Transition énergétique : le déclencheur du cycle haussier des métaux de base
Les matières premières connaissent un important rallye depuis le début de l’année, et les métaux de base tout particulièrement.
A première vue, l’équation repose sur deux évolutions inexorables.
D’un côté, l’aspect économique : les énergies solaire ou éolienne deviennent désormais moins chères que les combustibles fossiles, dans de nombreux pays.
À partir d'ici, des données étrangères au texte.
//! Form lifecycle subsystem.
//!
//! # Data Flow
//! ```text
//! open (session.rs):
//!     Settings → transformer + template → codec lease acquired
//!
//! init event (HostContext):
//!     debug gate → load path → model published → session initialized
//!
//! save / test-save:
//!     save path → destination element (or a scratch <config/>)
//!
//! close (explicit or drop):
//!     codec lease released exactly once
//! ```
//!
//! # Design Decisions
//! - No global state: everything a handler needs lives on the session
//! - Codec release is tied to the session's lifetime
//! - The debug gate only changes logging and test-save visibility

pub mod context;
pub mod lease;
pub mod session;

pub use context::{HostContext, InitOutcome};
pub use lease::CodecLease;
pub use session::{FormSession, SessionError};
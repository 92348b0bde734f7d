//! In-memory configuration model.

use std::sync::atomic::{AtomicU64, Ordering};
use std::sync::Arc;

use arc_swap::ArcSwapOption;

use crate::model::ConfigurationModel;
use crate::xml::Element;

/// Observer notified when the model asks its views to refresh.
pub trait ModelView: Send + Sync {
    fn refresh(&self, document: Option<&Element>);
}

/// Model backed by an atomically swapped document snapshot.
pub struct InMemoryModel {
    data: ArcSwapOption<Element>,
    views: Vec<Arc<dyn ModelView>>,
    refreshes: AtomicU64,
}

impl InMemoryModel {
    /// Create an empty model with no views.
    pub fn new() -> Self {
        Self {
            data: ArcSwapOption::empty(),
            views: Vec::new(),
            refreshes: AtomicU64::new(0),
        }
    }

    /// Register a view to be notified on refresh.
    pub fn with_view(mut self, view: Arc<dyn ModelView>) -> Self {
        self.views.push(view);
        self
    }

    /// Apply an edit to the current document, the way the editor UI would.
    ///
    /// Returns false when there is no document to edit.
    pub fn edit<F>(&self, f: F) -> bool
    where
        F: FnOnce(&mut Element),
    {
        let Some(current) = self.data.load_full() else {
            return false;
        };
        let mut next = Element::clone(&current);
        f(&mut next);
        self.data.store(Some(Arc::new(next)));
        true
    }

    /// Drop the current document.
    pub fn clear(&self) {
        self.data.store(None);
    }

    /// Number of refresh broadcasts issued so far.
    pub fn refresh_count(&self) -> u64 {
        self.refreshes.load(Ordering::Relaxed)
    }
}

impl Default for InMemoryModel {
    fn default() -> Self {
        Self::new()
    }
}

impl ConfigurationModel for InMemoryModel {
    fn get_data(&self) -> Option<Arc<Element>> {
        self.data.load_full()
    }

    fn put_data(&self, document: Element) {
        tracing::debug!(root = %document.name(), "Configuration document published to model");
        self.data.store(Some(Arc::new(document)));
    }

    fn refresh_all_views(&self) {
        self.refreshes.fetch_add(1, Ordering::Relaxed);
        let snapshot = self.data.load_full();
        for view in &self.views {
            view.refresh(snapshot.as_deref());
        }
        tracing::debug!(views = self.views.len(), "Views refreshed");
    }
}
//! Values exchanged with the host on lifecycle events.

use crate::transform::LoadOutcome;

/// What the host hands over on the initialization event.
#[derive(Debug, Clone, Default)]
pub struct HostContext {
    /// Stored configuration XML of an existing connector.
    pub configuration_xml: Option<String>,

    /// Identity of the user editing the form.
    pub user: Option<String>,

    /// Whether the form runs inside the connector host. A form opened on its own
    /// (preview) always starts from the template.
    pub embedded: bool,
}

impl HostContext {
    /// Context for a connector whose configuration is already stored.
    pub fn embedded(configuration_xml: impl Into<String>) -> Self {
        Self {
            configuration_xml: Some(configuration_xml.into()),
            user: None,
            embedded: true,
        }
    }

    /// Context for a standalone preview.
    pub fn preview() -> Self {
        Self::default()
    }

    pub fn with_user(mut self, user: impl Into<String>) -> Self {
        self.user = Some(user.into());
        self
    }

    /// XML the load path should use, if any.
    pub(crate) fn seed_xml(&self) -> Option<&str> {
        if self.embedded {
            self.configuration_xml.as_deref()
        } else {
            None
        }
    }
}

/// Result of handling the initialization event.
#[derive(Debug, Clone, Copy, PartialEq, Eq)]
pub struct InitOutcome {
    pub load: LoadOutcome,

    /// Whether the test-save control should be shown.
    pub test_save_visible: bool,
}
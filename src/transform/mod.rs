//! Configuration document transformer.
//!
//! # Data Flow
//! ```text
//! Load (load.rs):
//!     raw XML or nothing
//!     → locate configuration[server] (template on miss)
//!     → detach as standalone document
//!     → decode every password
//!     → model.put_data + model.refresh_all_views
//!
//! Save (save.rs):
//!     model.get_data (none → success, nothing appended)
//!     → deep clone
//!     → encode every password
//!     → strip bookkeeping attributes
//!     → append to destination
//! ```
//!
//! # Design Decisions
//! - The transformer holds rules and the template only; documents live in the model
//! - The editable document is never mutated by a save
//! - Codec failures are typed errors naming the element; nothing is published or appended

pub mod load;
pub mod save;
pub mod template;

use thiserror::Error;

use crate::codec::{CodecError, PasswordCodec};
use crate::config::loader::ConfigError;
use crate::config::schema::TransformConfig;
use crate::xml::Element;

pub use load::{LoadOutcome, SeedSource};
pub use template::builtin_template;

/// Which codec direction failed.
#[derive(Debug, Clone, Copy, PartialEq, Eq)]
pub enum CodecDirection {
    Decode,
    Encode,
}

impl std::fmt::Display for CodecDirection {
    fn fmt(&self, f: &mut std::fmt::Formatter<'_>) -> std::fmt::Result {
        match self {
            CodecDirection::Decode => f.write_str("decode"),
            CodecDirection::Encode => f.write_str("encode"),
        }
    }
}

/// Errors raised by the load and save paths.
#[derive(Debug, Error)]
pub enum TransformError {
    /// The password codec rejected the text of an element.
    #[error("failed to {direction} password at {path}: {source}")]
    Codec {
        direction: CodecDirection,
        path: String,
        #[source]
        source: CodecError,
    },
}

/// Applies the load and save transformations.
#[derive(Debug, Clone)]
pub struct ConfigTransformer {
    rules: TransformConfig,
    template: Element,
}

impl ConfigTransformer {
    /// Create a transformer with explicit rules and template.
    pub fn new(rules: TransformConfig, template: Element) -> Self {
        Self { rules, template }
    }

    /// Create a transformer from settings, resolving the template they name.
    pub fn from_config(rules: &TransformConfig) -> Result<Self, ConfigError> {
        let template = template::resolve_template(rules)?;
        Ok(Self::new(rules.clone(), template))
    }

    pub fn rules(&self) -> &TransformConfig {
        &self.rules
    }

    pub fn template(&self) -> &Element {
        &self.template
    }
}

impl Default for ConfigTransformer {
    fn default() -> Self {
        Self::new(TransformConfig::default(), builtin_template())
    }
}

/// Run every password element's text through the codec in the given direction.
///
/// Returns the number of elements rewritten. The first failure stops the walk;
/// callers discard the partially rewritten document.
fn rewrite_passwords(
    document: &mut Element,
    element_name: &str,
    direction: CodecDirection,
    codec: &dyn PasswordCodec,
) -> Result<usize, TransformError> {
    document.try_for_each_named_mut(element_name, |path, element| {
        let text = element.text();
        let rewritten = match direction {
            CodecDirection::Decode => codec.decode(&text),
            CodecDirection::Encode => codec.encode(&text),
        }
        .map_err(|source| TransformError::Codec {
            direction,
            path: path.to_string(),
            source,
        })?;
        element.set_text(rewritten);
        Ok(())
    })
}
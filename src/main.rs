//! Connector configuration form driver.
//!
//! Runs the form's load and save handlers against files, so stored connector
//! configurations can be inspected and re-encoded outside the host.
//!
//! ```text
//! connector-config load stored.xml        stored XML → editable document (plaintext)
//! connector-config save edited.xml        editable document → <config> with persisted copy
//! connector-config test-save [stored.xml] load, then save into <config/>
//! connector-config check-settings         validate settings, print them as JSON
//! ```

use std::fs;
use std::path::PathBuf;
use std::sync::Arc;

use clap::{Parser, Subcommand};

use connector_config::codec::{Base64Codec, PasswordCodec};
use connector_config::config::load_settings_or_default;
use connector_config::lifecycle::{FormSession, HostContext};
use connector_config::model::{ConfigurationModel, InMemoryModel};
use connector_config::observability::init_logging;
use connector_config::transform::ConfigTransformer;
use connector_config::xml::Element;

#[derive(Parser)]
#[command(name = "connector-config")]
#[command(about = "Load and save connector configuration documents", long_about = None)]
struct Cli {
    /// Settings file (TOML). Defaults apply when omitted.
    #[arg(short, long)]
    settings: Option<PathBuf>,

    /// User opening the form.
    #[arg(short, long)]
    user: Option<String>,

    #[command(subcommand)]
    command: Commands,
}

#[derive(Subcommand)]
enum Commands {
    /// Decode a stored configuration into its editable form
    Load { file: PathBuf },
    /// Encode an edited configuration into its persisted form
    Save { file: PathBuf },
    /// Load (template when no file is given) and immediately save
    TestSave { file: Option<PathBuf> },
    /// Validate the settings file
    CheckSettings,
}

fn main() -> Result<(), Box<dyn std::error::Error>> {
    let cli = Cli::parse();
    let settings = load_settings_or_default(cli.settings.as_deref())?;

    if let Err(e) = init_logging(&settings.observability) {
        eprintln!("Logging not initialized: {}", e);
    }

    let codec: Arc<dyn PasswordCodec> = Arc::new(Base64Codec);
    let model = Arc::new(InMemoryModel::new());

    match cli.command {
        Commands::Load { file } => {
            let xml = fs::read_to_string(&file)?;
            let mut context = HostContext::embedded(xml);
            context.user = cli.user;

            let mut session = FormSession::open(settings, codec, model.clone())?;
            let outcome = session.on_init(&context)?;
            if outcome.load.used_template() {
                tracing::warn!(file = %file.display(), "No configuration found in file, showing template");
            }
            print_document(model.as_ref());
            session.close();
        }
        Commands::Save { file } => {
            let edited = Element::parse(&fs::read_to_string(&file)?)?;
            model.put_data(edited);

            let transformer = ConfigTransformer::from_config(&settings.transform)?;
            let mut destination = Element::new("config");
            transformer.save(model.as_ref(), codec.as_ref(), &mut destination)?;
            println!("{}", destination);
        }
        Commands::TestSave { file } => {
            let mut context = match file {
                Some(file) => HostContext::embedded(fs::read_to_string(&file)?),
                None => HostContext::preview(),
            };
            context.user = cli.user;

            let mut session = FormSession::open(settings, codec, model)?;
            session.on_init(&context)?;
            println!("{}", session.test_save()?);
            session.close();
        }
        Commands::CheckSettings => {
            println!("{}", serde_json::to_string_pretty(&settings)?);
        }
    }

    Ok(())
}

fn print_document(model: &dyn ConfigurationModel) {
    match model.get_data() {
        Some(document) => println!("{}", document),
        None => eprintln!("Model holds no document"),
    }
}
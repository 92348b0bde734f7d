//! Form session: the handlers the host calls, bound to one editor instance.

use std::sync::Arc;

use thiserror::Error;

use crate::codec::PasswordCodec;
use crate::config::loader::ConfigError;
use crate::config::schema::Settings;
use crate::lifecycle::context::{HostContext, InitOutcome};
use crate::lifecycle::lease::CodecLease;
use crate::model::ConfigurationModel;
use crate::transform::{ConfigTransformer, TransformError};
use crate::xml::Element;

/// Root element of the scratch destination used by test-save.
const TEST_SAVE_ROOT: &str = "config";

/// Errors raised by session handlers.
#[derive(Debug, Error)]
pub enum SessionError {
    #[error("form session is closed")]
    Closed,

    #[error(transparent)]
    Transform(#[from] TransformError),
}

/// One open configuration form.
pub struct FormSession {
    settings: Settings,
    transformer: ConfigTransformer,
    model: Arc<dyn ConfigurationModel>,
    lease: Option<CodecLease>,
    initialized: bool,
    debug_user: bool,
}

impl FormSession {
    /// Open a session: resolve the template and acquire the codec.
    pub fn open(
        settings: Settings,
        codec: Arc<dyn PasswordCodec>,
        model: Arc<dyn ConfigurationModel>,
    ) -> Result<Self, ConfigError> {
        let transformer = ConfigTransformer::from_config(&settings.transform)?;
        Ok(Self {
            settings,
            transformer,
            model,
            lease: Some(CodecLease::acquire(codec)),
            initialized: false,
            debug_user: false,
        })
    }

    /// Handle the host's initialization event.
    pub fn on_init(&mut self, context: &HostContext) -> Result<InitOutcome, SessionError> {
        let codec = self.lease.as_ref().ok_or(SessionError::Closed)?.codec();

        self.debug_user = context
            .user
            .as_deref()
            .is_some_and(|user| self.settings.debug.is_debug_user(user));
        if self.debug_user {
            tracing::debug!(
                user = context.user.as_deref().unwrap_or_default(),
                embedded = context.embedded,
                has_configuration = context.configuration_xml.is_some(),
                "Debug user opened configuration form"
            );
        }

        let load = self
            .transformer
            .load(context.seed_xml(), codec, self.model.as_ref())?;
        self.initialized = true;

        Ok(InitOutcome {
            load,
            test_save_visible: self.debug_user,
        })
    }

    /// Handle the host's save event: append the persistable configuration to `destination`.
    pub fn save(&self, destination: &mut Element) -> Result<bool, SessionError> {
        let codec = self.lease.as_ref().ok_or(SessionError::Closed)?.codec();
        if self.debug_user {
            tracing::debug!(destination = %destination.name(), "Debug user saving configuration");
        }
        Ok(self.transformer.save(self.model.as_ref(), codec, destination)?)
    }

    /// Save into a fresh `<config/>` element and return its XML.
    pub fn test_save(&self) -> Result<String, SessionError> {
        let mut scratch = Element::new(TEST_SAVE_ROOT);
        self.save(&mut scratch)?;
        Ok(scratch.to_xml_string())
    }

    /// Handle the host's close event. Safe to call more than once.
    pub fn close(&mut self) {
        if self.lease.take().is_some() {
            tracing::info!("Configuration form closed");
        }
        self.initialized = false;
    }

    pub fn is_initialized(&self) -> bool {
        self.initialized
    }

    pub fn is_open(&self) -> bool {
        self.lease.is_some()
    }

    pub fn model(&self) -> &Arc<dyn ConfigurationModel> {
        &self.model
    }

    pub fn transformer(&self) -> &ConfigTransformer {
        &self.transformer
    }
}

#[cfg(test)]
mod tests {
    use super::*;
    use crate::codec::Base64Codec;
    use crate::model::InMemoryModel;

    fn open_session(settings: Settings) -> (FormSession, Arc<InMemoryModel>, Arc<dyn PasswordCodec>) {
        let model = Arc::new(InMemoryModel::new());
        let codec: Arc<dyn PasswordCodec> = Arc::new(Base64Codec);
        let session = FormSession::open(settings, codec.clone(), model.clone()).unwrap();
        (session, model, codec)
    }

    #[test]
    fn test_close_releases_codec_once() {
        let (mut session, _model, codec) = open_session(Settings::default());
        assert_eq!(Arc::strong_count(&codec), 2);

        session.close();
        assert_eq!(Arc::strong_count(&codec), 1);
        assert!(!session.is_open());

        session.close();
        assert!(matches!(
            session.on_init(&HostContext::preview()),
            Err(SessionError::Closed)
        ));
        assert!(matches!(session.test_save(), Err(SessionError::Closed)));
    }

    #[test]
    fn test_drop_releases_codec() {
        let (session, _model, codec) = open_session(Settings::default());
        drop(session);
        assert_eq!(Arc::strong_count(&codec), 1);
    }

    #[test]
    fn test_save_before_init() {
        let (session, model, _codec) = open_session(Settings::default());

        let mut destination = Element::new("config");
        assert!(session.save(&mut destination).unwrap());
        assert!(destination.children().is_empty());

        // Model seeded by another view before the init event
        model.put_data(Element::parse("<configuration><server/><password>foo</password></configuration>").unwrap());
        assert!(session.save(&mut destination).unwrap());
        assert_eq!(
            destination.to_xml_string(),
            "<config><configuration><server/><password>Zm9v</password></configuration></config>"
        );
        assert!(!session.is_initialized());
    }

    #[test]
    fn test_debug_gate() {
        let mut settings = Settings::default();
        settings.debug.users = vec!["dev".to_string()];

        let (mut session, _model, _codec) = open_session(settings.clone());
        let outcome = session
            .on_init(&HostContext::preview().with_user("dev"))
            .unwrap();
        assert!(outcome.test_save_visible);

        let (mut session, _model, _codec) = open_session(settings);
        let outcome = session
            .on_init(&HostContext::preview().with_user("someone"))
            .unwrap();
        assert!(!outcome.test_save_visible);
    }

    #[test]
    fn test_preview_ignores_supplied_xml() {
        let (mut session, model, _codec) = open_session(Settings::default());
        let context = HostContext {
            configuration_xml: Some(
                "<configuration><server>ldap</server></configuration>".to_string(),
            ),
            user: None,
            embedded: false,
        };

        let outcome = session.on_init(&context).unwrap();
        assert!(outcome.load.used_template());
        assert_eq!(
            model.get_data().unwrap().to_xml_string(),
            session.transformer().template().to_xml_string()
        );
    }

    #[test]
    fn test_embedded_round_trip() {
        let (mut session, model, _codec) = open_session(Settings::default());
        session
            .on_init(&HostContext::embedded(
                "<configuration><server><password>Zm9v</password></server></configuration>",
            ))
            .unwrap();
        assert!(session.is_initialized());

        model.edit(|doc| {
            doc.for_each_element_mut(|el| el.set_attribute("inserted", "true"));
        });

        assert_eq!(
            session.test_save().unwrap(),
            "<config><configuration><server><password>Zm9v</password></server></configuration></config>"
        );
    }
}
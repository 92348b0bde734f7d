//! quick-xml event stream → owned tree.

use quick_xml::events::{BytesStart, Event};
use quick_xml::Reader;

use crate::xml::tree::{Element, Node};
use crate::xml::XmlError;

impl Element {
    /// Parse a complete document and return its root element.
    pub fn parse(xml: &str) -> Result<Element, XmlError> {
        parse_document(xml)
    }
}

/// Parse a complete document and return its root element.
///
/// The XML declaration, processing instructions, the doctype and comments outside
/// the root are dropped. Whitespace inside the root is preserved as written.
pub fn parse_document(xml: &str) -> Result<Element, XmlError> {
    let mut reader = Reader::from_str(xml);
    reader.config_mut().trim_text(false);

    let mut stack: Vec<Element> = Vec::new();
    let mut root: Option<Element> = None;

    loop {
        match reader.read_event()? {
            Event::Start(start) => stack.push(element_from_start(&start)?),
            Event::Empty(start) => {
                let element = element_from_start(&start)?;
                attach(&mut stack, &mut root, element)?;
            }
            Event::End(_) => {
                let element = stack.pop().ok_or(XmlError::UnexpectedEnd)?;
                attach(&mut stack, &mut root, element)?;
            }
            Event::Text(text) => {
                let text = text.unescape()?;
                match stack.last_mut() {
                    Some(parent) => parent.push_node(Node::Text(text.into_owned())),
                    None if text.trim().is_empty() => {}
                    None => return Err(XmlError::TextOutsideRoot),
                }
            }
            Event::CData(data) => {
                let text = String::from_utf8(data.into_inner().into_owned())?;
                match stack.last_mut() {
                    Some(parent) => parent.push_node(Node::CData(text)),
                    None => return Err(XmlError::TextOutsideRoot),
                }
            }
            Event::Comment(comment) => {
                if let Some(parent) = stack.last_mut() {
                    let text = String::from_utf8(comment.into_inner().into_owned())?;
                    parent.push_node(Node::Comment(text));
                }
            }
            Event::Eof => break,
            // Declaration, processing instructions, doctype
            _ => {}
        }
    }

    if let Some(open) = stack.last() {
        return Err(XmlError::Unclosed(open.name().to_string()));
    }
    root.ok_or(XmlError::Empty)
}

fn element_from_start(start: &BytesStart<'_>) -> Result<Element, XmlError> {
    let qname = start.name();
    let name = std::str::from_utf8(qname.as_ref())?;
    let mut element = Element::new(name);
    for attr in start.attributes() {
        let attr = attr?;
        let key = std::str::from_utf8(attr.key.as_ref())?;
        let value = attr.unescape_value()?;
        element.set_attribute(key, value.into_owned());
    }
    Ok(element)
}

/// Hand a finished element to its parent, or make it the root.
fn attach(
    stack: &mut [Element],
    root: &mut Option<Element>,
    element: Element,
) -> Result<(), XmlError> {
    match stack.last_mut() {
        Some(parent) => {
            parent.append_child(element);
            Ok(())
        }
        None if root.is_some() => Err(XmlError::MultipleRoots(element.name().to_string())),
        None => {
            *root = Some(element);
            Ok(())
        }
    }
}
En effet, la production de pétrole se complexifie, il faut notamment extraire de plus en plus profond, et le pétrole de schiste n’offre pas de réelle alternative.
De l’autre côté, l’attitude du consommateur final a évolué, si bien qu’une proportion grandissante de la population souhaite désormais acquérir un véhicule électrique. Cette tendance passe à plus de 70% chez les moins de 35 ans : le temps des voitures diesel ou à essence est révolu pour les jeunes générations.
Ajoutons à cela l’agenda politique : il y a une incitation claire au niveau mondial à réduire l’empreinte carbone comme le prévoient les accords de Paris sur le climat.
Quelques chiffres : selon Wood Mackenzie, institut référence de recherche dans le domaine des énergies, il faudra investir 1 700 milliards de dollars d’ici 2035 dans l’industrie minière pour répondre à la demande croissante en métaux de base, soit deux fois plus qu’au cours des 15 dernières années. Goldman Sachs mentionne de son côté que pour atteindre les objectifs climatiques, il faudra 2 000 milliards d’investissements annuels (l’équivalent du boom des BRICS dans les années 2000).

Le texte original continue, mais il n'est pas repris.